Un gigante di 400 metri, largo quasi 60, che fa naufragio su una qualunque spiaggia, di scalpore ne fa. Se capita, com’è capitato alla Ever Given, in pieno Canale di Suez… allora la parola “scalpore” è davvero un eufemismo. Alla paura per gli impatti sull’economia mondiale (dipende da quanto dura il blocco) si somma forse qualcosa di più sottile: l’ennesimo segnale della fragilità di un sistema ingordo, che si sta mangiando il Pianeta come se ne avessimo un altro paio di scorta, ma che ha i piedi d’argilla. O di sabbia, come quella del deserto egiziano.

Le cause del disastro non sono ancora accertate: una dichiarazione dell’agente navale Gulf Agency Company (GAC) affermava che la nave aveva subito un “black out”. Dichiarazione poi cancellata e sostituita da una più “ufficiale” della Suez Canal Authority (SCA) che darebbe appunto come probabile causa il vento del deserto (il Khamsin: il vento dei 50 giorni) che avrebbe azzerato la visuale e causato lo scarroccio del gigante. Secondo alcune fonti, con folate di vento di 75 km/h.

È ben vero che le tempeste nel deserto sono improvvise (anche se il Khamsin dovrebbe piuttosto spirare tra aprile e giugno: ma si sa, il clima è cambiato), ma è da segnalare che l’incidente (avvenuto intorno alle ore 7:40 del mattino di martedì 23 marzo) è successo poco dopo che la Ever Given aveva imboccato l’estremità meridionale del canale, a poco più di 11 chilometri da Suez.

Considerato che la velocità usuale del traffico nel canale è di oltre 16 km/h, si deduce che la nave era nel canale da poco più di mezz’ora. Possibile che non ci sia stato modo di prevedere una tempesta così forte? Oppure (purtroppo, capita) si pensava di farla franca? Insomma, quella dichiarazione sul blackout qualche dubbio lo fa sorgere, anche perché di strani incidenti navali abbiamo già parlato di recente per la Wakashio, naufragata l’estate scorsa a Mauritius. Speriamo dunque che si faccia piena luce su un naufragio che rischia di avere conseguenze disastrose.

Perché quei 193 chilometri di canale sono una delle arterie che alimenta il nostro mondo. Nel 2020, si stima ci siano passate quasi 19 mila navi: più di cinquanta al giorno. Circa il 30 per cento del traffico planetario di container. Non sappiamo quanto a lungo durerà il blocco: dai due giorni ipotizzati all’inizio è possibile che si arrivi a una settimana. Poi la nave dovrà esser trainata, prima in una delle “aree di sosta” previste nel canale e dopo in un porto dove i container dovranno esser scaricati (ne può portare fino a 20 mila, per un carico che può arrivare a 224 mila tonnellate) e la nave ispezionata per capire i danni.

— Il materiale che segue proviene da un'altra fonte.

//! One growth step of the aggregation walk, as a set of pure functions.
//!
//! A step samples a random point on the target mesh, finds the closest point on
//! the segments grown so far, pushes from there toward the sample (optionally
//! bent along an attractor curve) and pulls the result back onto the mesh.

use rand::rngs::StdRng;
use rand::{Rng, SeedableRng};

use crate::geom::{CurveError, Line3, Mesh, MeshError, Point3, Polyline3, Tolerance, Vec3};

use super::error::DlaError;
use super::params::SimulationParameters;

/// Arc-length spacing used to discretize the attractor curve.
pub const ATTRACTOR_DIVISION_LENGTH: f64 = 0.1;
/// Distance at which the attractor falloff reaches zero.
pub const ATTRACTOR_FALLOFF_DISTANCE: f64 = 52.0;
/// Control values of the attractor falloff curve.
pub const ATTRACTOR_FALLOFF: [f64; 4] = [1.0, 0.8, 0.2, 0.0];

/// Cubic Bernstein polynomial with control values `a..d`.
#[must_use]
pub fn bezier(t: f64, a: f64, b: f64, c: f64, d: f64) -> f64 {
    let s = 1.0 - t;
    s * s * s * a + 3.0 * s * s * t * b + 3.0 * s * t * t * c + t * t * t * d
}

/// Linear remap of `value` from `[source_min, source_max]` to
/// `[target_min, target_max]`. Not clamped.
#[must_use]
pub fn remap(value: f64, source_min: f64, source_max: f64, target_min: f64, target_max: f64) -> f64 {
    target_min + (value - source_min) * (target_max - target_min) / (source_max - source_min)
}

/// Vertical segment that bootstraps growth at the start point.
#[must_use]
pub fn seed_segment(start: Point3) -> Line3 {
    Line3::new(start, start + Vec3::Z)
}

/// Random point on a random face of `mesh`, reproducible per `step_index`.
///
/// Faces are picked uniformly. A quad is split along its `A–C` diagonal and one
/// half is chosen by area, so the sample never leaves the face.
pub fn sample_surface_point(mesh: &Mesh, step_index: u64) -> Result<Point3, DlaError> {
    mesh.validate()?;

    let mut rng = StdRng::seed_from_u64(step_index);
    let face_index = rng.random_range(0..mesh.face_count());
    let triangles = mesh.face_triangles(face_index);

    let triangle = match triangles.as_slice() {
        [single] => *single,
        [first, second] => {
            let total = first.area() + second.area();
            if total > 0.0 && rng.random::<f64>() * total >= first.area() {
                *second
            } else {
                *first
            }
        }
        _ => return Err(DlaError::Mesh(MeshError::NoFaces)),
    };

    let mut u: f64 = rng.random();
    let mut v: f64 = rng.random();
    if u + v > 1.0 {
        u = 1.0 - u;
        v = 1.0 - v;
    }
    Ok(triangle.point_at(u, v))
}

/// Closest point to `target` over all segments, each clamped to its ends.
/// Ties keep the earliest segment.
pub fn find_closest_point_on_segments(target: Point3, segments: &[Line3]) -> Result<Point3, DlaError> {
    let mut best: Option<(Point3, f64)> = None;
    for segment in segments {
        let candidate = segment.closest_point(target);
        let distance = candidate.distance_squared_to(target);
        if best.is_none_or(|(_, current)| distance < current) {
            best = Some((candidate, distance));
        }
    }
    best.map(|(point, _)| point).ok_or(DlaError::EmptySegments)
}

/// Unit direction from `from` toward `to`, flipped when `scale` is negative.
pub fn compute_base_direction(from: Point3, to: Point3, scale: f64) -> Result<Vec3, DlaError> {
    let dir = (to - from)
        .normalized()
        .ok_or(DlaError::DegenerateDirection)?;
    Ok(if scale < 0.0 { -dir } else { dir })
}

/// Attractor curve discretized into short sub-segments with their midpoints.
#[derive(Debug, Clone, PartialEq)]
pub struct AttractorSampling {
    segments: Vec<Line3>,
    midpoints: Vec<Point3>,
}
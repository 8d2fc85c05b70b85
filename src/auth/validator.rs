use jsonwebtoken::{Algorithm, DecodingKey, Validation, decode};
use log::debug;

use crate::config::settings::{AuthConfig, TokenKeys};
use crate::error::{GateError, GateResult};
use crate::models::AccessClaims;

/// Checks presented tokens: signature, expiry with zero leeway and the
/// pinned subject. Anything wrong comes back as the one opaque
/// [`GateError::TokenInvalid`]; the concrete reason is only logged.
#[derive(Clone)]
pub struct TokenValidator {
    decoding_key: DecodingKey,
    algorithm: Algorithm,
}

impl TokenValidator {
    pub fn new(config: &AuthConfig) -> GateResult<Self> {
        let (decoding_key, algorithm) = match &config.keys {
            TokenKeys::Hs256 { secret } => {
                if secret.is_empty() {
                    return Err(GateError::Configuration(
                        "HS256 secret must not be empty".to_string(),
                    ));
                }
                (DecodingKey::from_secret(secret.as_bytes()), Algorithm::HS256)
            }
            TokenKeys::Es256 {
                public_key_pem: Some(pem),
                ..
            } => {
                let key = DecodingKey::from_ec_pem(pem.as_bytes()).map_err(|e| {
                    GateError::Configuration(format!("invalid ES256 public key: {}", e))
                })?;
                (key, Algorithm::ES256)
            }
            TokenKeys::Es256 {
                public_key_pem: None,
                ..
            } => {
                return Err(GateError::Configuration(
                    "ES256 validation requires a public key".to_string(),
                ));
            }
        };

        Ok(TokenValidator {
            decoding_key,
            algorithm,
        })
    }

    pub fn validate(&self, token: &str, expected_subject: &str) -> GateResult<AccessClaims> {
        let mut validation = Validation::new(self.algorithm);
        // No grace period on expiry; a token one second past exp is dead.
        validation.leeway = 0;
        // The aud claim is informational here, callers scope it themselves.
        validation.validate_aud = false;
        validation.sub = Some(expected_subject.to_string());
        validation.set_required_spec_claims(&["exp", "sub"]);

        match decode::<AccessClaims>(token, &self.decoding_key, &validation) {
            Ok(data) => Ok(data.claims),
            Err(err) => {
                debug!("Token validation failed: {}", err);
                Err(GateError::TokenInvalid)
            }
        }
    }

    /// Decodes the claims without verifying the signature or expiry. For
    /// diagnostics and audit tooling only, never for admission.
    pub fn parse_unchecked(&self, token: &str) -> GateResult<AccessClaims> {
        let mut validation = Validation::new(self.algorithm);
        validation.insecure_disable_signature_validation();
        validation.validate_exp = false;
        validation.validate_aud = false;
        validation.required_spec_claims.clear();

        decode::<AccessClaims>(token, &self.decoding_key, &validation)
            .map(|data| data.claims)
            .map_err(|err| {
                debug!("Token parse failed: {}", err);
                GateError::TokenInvalid
            })
    }
}
use actix_web::{
    Error,
    dev::{Service, ServiceRequest, ServiceResponse, Transform},
    http::Method,
};
use actix_web::HttpMessage;
use futures_util::future::{Ready, ok};
use log::{debug, warn};
use std::future::Future;
use std::pin::Pin;
use std::sync::Arc;
use std::task::{Context, Poll};

use crate::auth::{RevocationList, TokenValidator};
use crate::config::settings::{FailurePolicy, GateSettings};
use crate::error::{GateError, GateResult};
use crate::middleware::claim_checks::{verify_ip, verify_user_agent};
use crate::middleware::request_info::{bearer_token, client_ip};
use crate::models::Identity;
use crate::ratelimit::{RateLimiter, RouteLimits};
use crate::store::CounterStore;

/// Per-route behavior of the gate. Wrap a scope with
/// [`AdmissionGate::with_rules`] to loosen authentication or tighten the
/// caps for just that scope.
#[derive(Debug, Clone, Default)]
pub struct RouteRules {
    /// Admit requests without a token. Rate limiting still applies, and a
    /// valid token is still honored so handlers can see who called.
    pub skip_auth: bool,
    /// Replacement caps for this route, `None` keeps the deployment caps.
    pub limits: Option<RouteLimits>,
}

impl RouteRules {
    pub fn public() -> Self {
        RouteRules {
            skip_auth: true,
            limits: None,
        }
    }

    pub fn with_limits(mut self, limits: RouteLimits) -> Self {
        self.limits = Some(limits);
        self
    }
}

/// The admission middleware: rate limiting first, then token validation,
/// revocation lookup and the configured identity bindings. Requests that
/// pass get an [`Identity`] in their extensions.
#[derive(Clone)]
pub struct AdmissionGate {
    limiter: RateLimiter,
    validator: TokenValidator,
    revocations: RevocationList,
    subject: String,
    verify_user_agent: bool,
    verify_ip: bool,
    on_failure: FailurePolicy,
    rules: RouteRules,
}

impl AdmissionGate {
    pub fn new(
        settings: &GateSettings,
        limiter: RateLimiter,
        validator: TokenValidator,
        revocations: RevocationList,
    ) -> Self {
        AdmissionGate {
            limiter,
            validator,
            revocations,
            subject: settings.auth.subject.clone(),
            verify_user_agent: settings.auth.verify_user_agent,
            verify_ip: settings.auth.verify_ip,
            on_failure: settings.store.on_failure,
            rules: RouteRules::default(),
        }
    }

    /// Builds the gate and its components over one store handle.
    pub fn from_settings(settings: &GateSettings, store: CounterStore) -> GateResult<Self> {
        let limiter = RateLimiter::new(
            store.clone(),
            settings.rate_limit.clone(),
            settings.store.on_failure,
        );
        let validator = TokenValidator::new(&settings.auth)?;
        let revocations = RevocationList::new(store);
        Ok(AdmissionGate::new(settings, limiter, validator, revocations))
    }

    /// A copy of this gate with different route rules. Components and
    /// store handles are shared, so all copies enforce against the same
    /// counters.
    pub fn with_rules(&self, rules: RouteRules) -> Self {
        let mut gate = self.clone();
        gate.rules = rules;
        gate
    }

    async fn authenticate(
        &self,
        req: &ServiceRequest,
        client_key: &str,
        token: &str,
    ) -> GateResult<Identity> {
        let claims = self.validator.validate(token, &self.subject)?;

        match self.revocations.is_revoked(&claims.jti).await {
            Ok(false) => {}
            Ok(true) => {
                warn!("Revoked token {} presented by {}", claims.jti, client_key);
                return Err(GateError::TokenRevoked);
            }
            Err(err) if self.on_failure == FailurePolicy::FailOpen => {
                warn!(
                    "Revocation lookup unavailable, accepting token {} unchecked: {}",
                    claims.jti, err
                );
            }
            Err(err) => return Err(err),
        }

        if self.verify_user_agent {
            verify_user_agent(&claims, req.request())?;
        }
        if self.verify_ip {
            verify_ip(&claims, client_key)?;
        }

        Ok(Identity::from_claims(claims))
    }
}

impl<S, B> Transform<S, ServiceRequest> for AdmissionGate
where
    S: Service<ServiceRequest, Response = ServiceResponse<B>, Error = Error> + 'static,
    S::Future: 'static,
    B: 'static,
{
    type Response = ServiceResponse<B>;
    type Error = Error;
    type Transform = AdmissionGateService<S>;
    type InitError = ();
    type Future = Ready<Result<Self::Transform, Self::InitError>>;

    fn new_transform(&self, service: S) -> Self::Future {
        ok(AdmissionGateService {
            service: Arc::new(service),
            gate: self.clone(),
        })
    }
}

#[derive(Clone)]
pub struct AdmissionGateService<S> {
    service: Arc<S>,
    gate: AdmissionGate,
}

impl<S, B> Service<ServiceRequest> for AdmissionGateService<S>
where
    S: Service<ServiceRequest, Response = ServiceResponse<B>, Error = Error> + 'static,
    S::Future: 'static,
    B: 'static,
{
    type Response = ServiceResponse<B>;
    type Error = Error;
    type Future = Pin<Box<dyn Future<Output = Result<Self::Response, Self::Error>>>>;

    fn poll_ready(&self, cx: &mut Context<'_>) -> Poll<Result<(), Self::Error>> {
        self.service.poll_ready(cx)
    }

    fn call(&self, req: ServiceRequest) -> Self::Future {
        let service = self.service.clone();
        let gate = self.gate.clone();

        Box::pin(async move {
            // CORS preflights carry no credentials and are never counted.
            if req.method() == Method::OPTIONS {
                return service.call(req).await;
            }

            let path = req.path().to_string();
            let client_key = client_ip(req.request());

            if let Err(err) = gate
                .limiter
                .check(&client_key, gate.rules.limits.as_ref())
                .await
            {
                warn!("Request to {} from {} turned away: {}", path, client_key, err);
                return Err(err.into());
            }

            if gate.rules.skip_auth {
                // Best effort: a valid token still yields an identity, an
                // absent or bad one just leaves the request anonymous.
                if let Some(token) = bearer_token(req.request()) {
                    match gate.authenticate(&req, &client_key, &token).await {
                        Ok(identity) => {
                            req.extensions_mut().insert(identity);
                        }
                        Err(err) => {
                            debug!("Ignoring token on open route {}: {}", path, err);
                        }
                    }
                }
                return service.call(req).await;
            }

            let Some(token) = bearer_token(req.request()) else {
                warn!("No usable bearer token for {} from {}", path, client_key);
                return Err(GateError::TokenInvalid.into());
            };

            match gate.authenticate(&req, &client_key, &token).await {
                Ok(identity) => {
                    debug!("Admitted uid {} to {}", identity.uid, path);
                    req.extensions_mut().insert(identity);
                    service.call(req).await
                }
                Err(err) => {
                    warn!("Rejected token for {} from {}: {}", path, client_key, err);
                    Err(err.into())
                }
            }
        })
    }
}

#[cfg(test)]
mod tests {
    use super::*;
    use pretty_assertions::assert_eq;

    #[test]
    fn test_default_rules_require_a_token() {
        let rules = RouteRules::default();
        assert!(!rules.skip_auth);
        assert_eq!(rules.limits, None);
    }

    #[test]
    fn test_public_rules_skip_auth_but_keep_limits_configurable() {
        let rules = RouteRules::public().with_limits(RouteLimits {
            per_second: Some(2),
            ..RouteLimits::default()
        });
        assert!(rules.skip_auth);
        assert_eq!(rules.limits.unwrap().per_second, Some(2));
    }
}
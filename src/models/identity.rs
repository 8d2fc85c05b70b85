use actix_web::{Error, FromRequest, HttpMessage, HttpRequest, dev::Payload};
use chrono::{DateTime, Utc};
use serde::{Deserialize, Serialize};
use serde_json::{Map, Value};
use std::future::{Ready, ready};

use super::claims::{AccessClaims, Fingerprint};

/// The admitted caller, as established by the gate. Inserted into the
/// request extensions after a token passes validation, so handlers can
/// take it as an extractor argument.
#[derive(Clone, Debug, Serialize, Deserialize)]
pub struct Identity {
    pub uid: i64,
    pub uuid: Option<String>,
    pub tenant_id: Option<i64>,
    pub subject: String,
    pub token_id: String,
    pub expires_at: DateTime<Utc>,
    pub fingerprint: Fingerprint,
    pub ext: Map<String, Value>,
}

impl Identity {
    pub fn from_claims(claims: AccessClaims) -> Self {
        let fingerprint = claims.fingerprint();
        let expires_at = claims.expires_at();
        Identity {
            uid: claims.uid,
            uuid: claims.uuid,
            tenant_id: claims.tenant_id,
            subject: claims.sub,
            token_id: claims.jti,
            expires_at,
            fingerprint,
            ext: claims.ext,
        }
    }
}

impl FromRequest for Identity {
    type Error = Error;
    type Future = Ready<Result<Self, Self::Error>>;

    fn from_request(req: &HttpRequest, _: &mut Payload) -> Self::Future {
        if let Some(identity) = req.extensions().get::<Identity>() {
            ready(Ok(identity.clone()))
        } else {
            ready(Err(actix_web::error::ErrorUnauthorized("Not authenticated")))
        }
    }
}
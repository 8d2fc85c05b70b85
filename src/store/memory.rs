use chrono::Utc;
use dashmap::DashMap;
use std::sync::Arc;
use std::time::Duration;

use super::{KeyExpiry, MarkerState};

/// In-process backend for [`CounterStore`](super::CounterStore).
///
/// Expiry is lazy: a dead entry is treated as missing on read and is
/// reset in place on the next increment. [`MemoryStore::purge_expired`]
/// exists for long-running processes that want to reclaim the map.
#[derive(Debug, Clone, Default)]
pub struct MemoryStore {
    entries: Arc<DashMap<String, StoreEntry>>,
}

#[derive(Debug, Clone)]
struct StoreEntry {
    value: i64,
    /// Absolute deadline in epoch milliseconds, `None` for entries that
    /// never expire.
    deadline_ms: Option<i64>,
}

impl StoreEntry {
    fn fresh(value: i64, expiry: KeyExpiry, now_ms: i64) -> Self {
        let deadline_ms = match expiry {
            KeyExpiry::After(window) => Some(now_ms + window.as_millis() as i64),
            KeyExpiry::AtMillis(deadline_ms) => Some(deadline_ms),
            KeyExpiry::Never => None,
        };
        StoreEntry { value, deadline_ms }
    }

    fn is_expired(&self, now_ms: i64) -> bool {
        matches!(self.deadline_ms, Some(deadline) if deadline <= now_ms)
    }
}

impl MemoryStore {
    pub fn new() -> Self {
        Self::default()
    }

    fn now_ms() -> i64 {
        Utc::now().timestamp_millis()
    }

    /// Increment under the shard lock so concurrent callers never lose an
    /// update, and the expiry is assigned exactly once per key lifetime.
    pub(crate) fn increment(&self, key: &str, expiry: KeyExpiry) -> i64 {
        let now_ms = Self::now_ms();
        let mut slot = self
            .entries
            .entry(key.to_owned())
            .and_modify(|entry| {
                if entry.is_expired(now_ms) {
                    *entry = StoreEntry::fresh(0, expiry, now_ms);
                }
            })
            .or_insert_with(|| StoreEntry::fresh(0, expiry, now_ms));
        slot.value += 1;
        slot.value
    }

    pub(crate) fn count(&self, key: &str) -> i64 {
        let now_ms = Self::now_ms();
        match self.entries.get(key) {
            Some(entry) if !entry.is_expired(now_ms) => entry.value,
            _ => 0,
        }
    }

    pub(crate) fn exists(&self, key: &str) -> bool {
        let now_ms = Self::now_ms();
        matches!(self.entries.get(key), Some(entry) if !entry.is_expired(now_ms))
    }

    pub(crate) fn set_marker(&self, key: &str, expiry: KeyExpiry) {
        let now_ms = Self::now_ms();
        self.entries
            .insert(key.to_owned(), StoreEntry::fresh(1, expiry, now_ms));
    }

    pub(crate) fn marker_ttl(&self, key: &str) -> MarkerState {
        let now_ms = Self::now_ms();
        match self.entries.get(key) {
            Some(entry) if !entry.is_expired(now_ms) => match entry.deadline_ms {
                Some(deadline) => MarkerState::Expires(Duration::from_millis(
                    (deadline - now_ms) as u64,
                )),
                None => MarkerState::Permanent,
            },
            _ => MarkerState::Absent,
        }
    }

    pub(crate) fn remove(&self, key: &str) {
        self.entries.remove(key);
    }

    /// Drops every expired entry. Lazy expiry already keeps reads correct;
    /// this only reclaims memory.
    pub fn purge_expired(&self) {
        let now_ms = Self::now_ms();
        self.entries.retain(|_, entry| !entry.is_expired(now_ms));
    }

    pub fn len(&self) -> usize {
        self.entries.len()
    }

    pub fn is_empty(&self) -> bool {
        self.entries.is_empty()
    }
}

#[cfg(test)]
mod tests {
    use super::*;
    use pretty_assertions::assert_eq;

    #[test]
    fn test_increment_counts_up_from_one() {
        let store = MemoryStore::new();
        assert_eq!(store.increment("k", KeyExpiry::Never), 1);
        assert_eq!(store.increment("k", KeyExpiry::Never), 2);
        assert_eq!(store.count("k"), 2);
    }

    #[test]
    fn test_expired_entry_reads_as_missing() {
        let store = MemoryStore::new();
        // A deadline in the past expires the entry immediately.
        store.set_marker("gone", KeyExpiry::AtMillis(MemoryStore::now_ms() - 1));

        assert!(!store.exists("gone"));
        assert_eq!(store.count("gone"), 0);
        assert_eq!(store.marker_ttl("gone"), MarkerState::Absent);
    }

    #[test]
    fn test_marker_ttl_distinguishes_permanent_from_bounded() {
        let store = MemoryStore::new();

        store.set_marker("forever", KeyExpiry::Never);
        assert_eq!(store.marker_ttl("forever"), MarkerState::Permanent);

        store.set_marker("bounded", KeyExpiry::After(Duration::from_secs(10)));
        match store.marker_ttl("bounded") {
            MarkerState::Expires(left) => {
                assert!(left <= Duration::from_secs(10));
                assert!(left > Duration::from_secs(8));
            }
            other => panic!("expected bounded marker, got {:?}", other),
        }
    }

    #[test]
    fn test_deadline_is_not_refreshed_by_later_increments() {
        let store = MemoryStore::new();
        let window = KeyExpiry::After(Duration::from_secs(5));

        store.increment("k", window);
        let first = match store.marker_ttl("k") {
            MarkerState::Expires(left) => left,
            other => panic!("expected bounded counter, got {:?}", other),
        };

        std::thread::sleep(Duration::from_millis(120));
        for _ in 0..10 {
            store.increment("k", window);
        }

        let second = match store.marker_ttl("k") {
            MarkerState::Expires(left) => left,
            other => panic!("expected bounded counter, got {:?}", other),
        };
        // Had any increment reinstalled the expiry, the remaining lifetime
        // would have grown back toward the full window.
        assert!(second < first);
    }

    #[test]
    fn test_purge_drops_only_expired_entries() {
        let store = MemoryStore::new();
        store.set_marker("dead", KeyExpiry::AtMillis(MemoryStore::now_ms() - 1));
        store.set_marker("alive", KeyExpiry::After(Duration::from_secs(60)));
        assert_eq!(store.len(), 2);

        store.purge_expired();

        assert_eq!(store.len(), 1);
        assert!(store.exists("alive"));
    }

    #[tokio::test(flavor = "multi_thread", worker_threads = 4)]
    async fn test_concurrent_increments_lose_nothing() {
        let store = MemoryStore::new();
        let tasks: Vec<_> = (0..8)
            .map(|_| {
                let store = store.clone();
                tokio::spawn(async move {
                    for _ in 0..50 {
                        store.increment("shared", KeyExpiry::After(Duration::from_secs(60)));
                    }
                })
            })
            .collect();

        for task in tasks {
            task.await.unwrap();
        }

        assert_eq!(store.count("shared"), 400);
    }
}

A proposito di danni, quelli di cui rischia di rispondere la proprietà della Ever Given – la giapponese Shoei Kisen KK – potrebbero essere fenomenali. Si ipotizza che la nave sia coperta da una assicurazione tra i 100 e 140 milioni di dollari, ma tra i danni alla SCA per il blocco del traffico nel canale, i costi del recupero della nave e quelli che potrebbero reclamare gli altri “mancati utenti” del canale, la cifra potrebbe essere assai superiore. Il blocco del canale genera danni stimati in 400 milioni di dollari l’ora. Siamo vicini a una decina di miliardi di dollari al giorno, anche perché l’alternativa al canale, la rotta del Capo di Buona Speranza, non solo è assai più rischiosa (per il meteo e, per certe rotte, anche per i pirati) ma allunga il tragitto tra Asia e Europa in media di oltre 4.600 km: almeno dodici giorni in più, e il tempo, il nostro tempo, è danaro.

Se il blocco dovesse prolungarsi, potrebbero esserci impatti sui prezzi di tanti prodotti e materie prime in un mercato già destabilizzato dalla pandemia. Potrebbe però essere l’occasione per riflettere sul fatto che di tanta di questa mercanzia potremmo (dovremmo) imparare a fare a meno. Anche perché un altro Pianeta a disposizione, non ce l’abbiamo.